Despite achieving international acclaim selling European goods online, Otto Huber refused to automate orders because he feared it would dampen his relationship with customers.
Whether Christmas Eve or a Sunday, the family disregarded store hours and opened their doors to shoppers in need of specialty items.
“When you give something to somebody sometimes you get more in return,” said Thomas Huber, who returned full-time to the store in 1994 after the Northridge Earthquake and death of his mother. “Otto got more by giving.”
The son of a winemaker and county governor, Otto Zoltan Huber was born Sept. 12, 1932, in Lenti, Hungary. Otto played the accordion at weddings before taking a job in Heviz, where he met a young woman he swore to marry.
When communists invaded his homeland, Otto supplied arms to Hungarian freedom fighters before fleeing to Austria. He was taken in by a congregation as a Hungarian refugee.

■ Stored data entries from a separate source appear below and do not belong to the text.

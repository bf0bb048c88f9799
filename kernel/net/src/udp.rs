//! UDP transport layer.
//!
//! Header build/parse and the pseudo-header checksum.  DNS is the only
//! datagram protocol the stack speaks, so inbound datagrams continue into
//! [`crate::dns`] after the header is peeled.

use crate::buffer::Packet;
use crate::device::{Interface, InterfaceFeatures};
use crate::dns;
use crate::ipv4::{self, Ipv4Addr, Ipv4Proto};
use crate::stack::NetStack;

/// UDP header length.
pub const UDP_HEADER_LEN: usize = 8;

/// Parsed UDP header.
#[derive(Debug, Clone, Copy, PartialEq, Eq)]
pub struct UdpHeader {
    /// Source port.
    pub src_port: u16,
    /// Destination port.
    pub dst_port: u16,
    /// Header + payload length.
    pub length: u16,
    /// Checksum over the pseudo header and segment (0 = not computed).
    pub checksum: u16,
}

/// Parse the header at the start of `data`.
pub fn parse_udp_header(data: &[u8]) -> Option<UdpHeader> {
    if data.len() < UDP_HEADER_LEN {
        return None;
    }
    let header = UdpHeader {
        src_port: u16::from_be_bytes([data[0], data[1]]),
        dst_port: u16::from_be_bytes([data[2], data[3]]),
        length: u16::from_be_bytes([data[4], data[5]]),
        checksum: u16::from_be_bytes([data[6], data[7]]),
    };
    if (header.length as usize) < UDP_HEADER_LEN || (header.length as usize) > data.len() {
        return None;
    }
    Some(header)
}

/// Write an 8-byte header at the start of `buf`, checksum left zero.
pub fn write_header(buf: &mut [u8], src_port: u16, dst_port: u16, length: u16) {
    buf[0..2].copy_from_slice(&src_port.to_be_bytes());
    buf[2..4].copy_from_slice(&dst_port.to_be_bytes());
    buf[4..6].copy_from_slice(&length.to_be_bytes());
    buf[6..8].copy_from_slice(&0u16.to_be_bytes());
}

/// Pseudo-header checksum over a complete segment (header + payload).
///
/// A computed value of zero is transmitted as `0xffff` (RFC 768).
pub fn checksum(src: Ipv4Addr, dst: Ipv4Addr, segment: &[u8]) -> u16 {
    let mut pseudo = [0u8; 12];
    pseudo[0..4].copy_from_slice(&src.0);
    pseudo[4..8].copy_from_slice(&dst.0);
    pseudo[9] = Ipv4Proto::Udp.to_raw();
    pseudo[10..12].copy_from_slice(&(segment.len() as u16).to_be_bytes());

    let sum = ipv4::sum_words(ipv4::sum_words(0, &pseudo), segment);
    match !ipv4::fold(sum) {
        0 => 0xffff,
        value => value,
    }
}

/// Compute and store the checksum for the segment at the start of `buf`.
pub fn finalize_checksum(buf: &mut [u8], src: Ipv4Addr, dst: Ipv4Addr) {
    buf[6] = 0;
    buf[7] = 0;
    let cks = checksum(src, dst, buf);
    buf[6..8].copy_from_slice(&cks.to_be_bytes());
}

/// Verify a received segment's checksum (checksum 0 means "not computed").
pub fn verify_checksum(src: Ipv4Addr, dst: Ipv4Addr, segment: &[u8]) -> bool {
    let stored = u16::from_be_bytes([segment[6], segment[7]]);
    if stored == 0 {
        return true;
    }
    let mut pseudo = [0u8; 12];
    pseudo[0..4].copy_from_slice(&src.0);
    pseudo[4..8].copy_from_slice(&dst.0);
    pseudo[9] = Ipv4Proto::Udp.to_raw();
    pseudo[10..12].copy_from_slice(&(segment.len() as u16).to_be_bytes());
    ipv4::fold(ipv4::sum_words(ipv4::sum_words(0, &pseudo), segment)) == 0xffff
}

/// Peel the transport header off an inbound datagram.
///
/// Records tag 2 at the UDP header so the dispatcher can match destination
/// ports, then hands the payload to the DNS layer.
pub(crate) fn decode(stack: &NetStack, iface: &Interface, packet: &mut Packet) {
    let offset = packet.index();
    let Some(header) = parse_udp_header(&packet.payload()[offset..]) else {
        klog!(Warn, "net: interface {} dropped a malformed UDP header", iface.name);
        return;
    };

    if !iface.features.contains(InterfaceFeatures::CHECKSUM_RX) {
        let ip_off = packet.tag(1);
        let payload = packet.payload();
        let src = Ipv4Addr([payload[ip_off + 12], payload[ip_off + 13], payload[ip_off + 14], payload[ip_off + 15]]);
        let dst = Ipv4Addr([payload[ip_off + 16], payload[ip_off + 17], payload[ip_off + 18], payload[ip_off + 19]]);
        let segment = &payload[offset..offset + header.length as usize];
        if !verify_checksum(src, dst, segment) {
            klog!(Warn, "net: interface {} dropped a UDP datagram with a bad checksum", iface.name);
            return;
        }
    }

    klog!(Trace, "net: UDP datagram {} -> {} on {}", header.src_port, header.dst_port, iface.name);

    packet.set_tag(2, offset);
    packet.advance(UDP_HEADER_LEN);

    dns::decode(stack, iface, packet);
}

#[cfg(test)]
mod tests {
    use super::*;

    #[test]
    fn header_round_trip() {
        let mut buf = [0u8; UDP_HEADER_LEN];
        write_header(&mut buf, 1234, 53, 20);
        let header = parse_udp_header(&buf).unwrap();
        assert_eq!(header.src_port, 1234);
        assert_eq!(header.dst_port, 53);
        assert_eq!(header.length, 20);
        assert_eq!(header.checksum, 0);
    }

    #[test]
    fn parse_rejects_truncated_segment() {
        assert!(parse_udp_header(&[0x00, 0x50, 0x00, 0x51]).is_none());

        let mut buf = [0u8; UDP_HEADER_LEN];
        write_header(&mut buf, 1, 2, 64); // length field beyond the data
        assert!(parse_udp_header(&buf).is_none());
    }

    #[test]
    fn checksum_round_trip() {
        let src = Ipv4Addr::new(10, 0, 2, 15);
        let dst = Ipv4Addr::new(10, 0, 2, 2);
        let mut segment = [0u8; 16];
        write_header(&mut segment, 1234, 53, 16);
        segment[8..16].copy_from_slice(b"hi there");
        finalize_checksum(&mut segment, src, dst);
        assert!(verify_checksum(src, dst, &segment));

        segment[9] ^= 0xff;
        assert!(!verify_checksum(src, dst, &segment));
    }
}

From there he negotiated a trip across the Atlantic Ocean aboard the Queen Mary, landing in New Jersey and taking a job in a furniture factory. He moved to California in 1958 and was granted American citizenship in 1963.
In that time he exchanged letters with the young woman he pledged to marry.
“Irma waited nine years for me to return, as the Communists kept her there,” Otto told the Burbank Leader in 1990.
In 1965, he returned to Hungary, married Irma, and returned home six months later.
Along with their son, Thomas, and daughter, Anita, the family bought a grocery store at the corner of Clark Avenue and Brighton Street.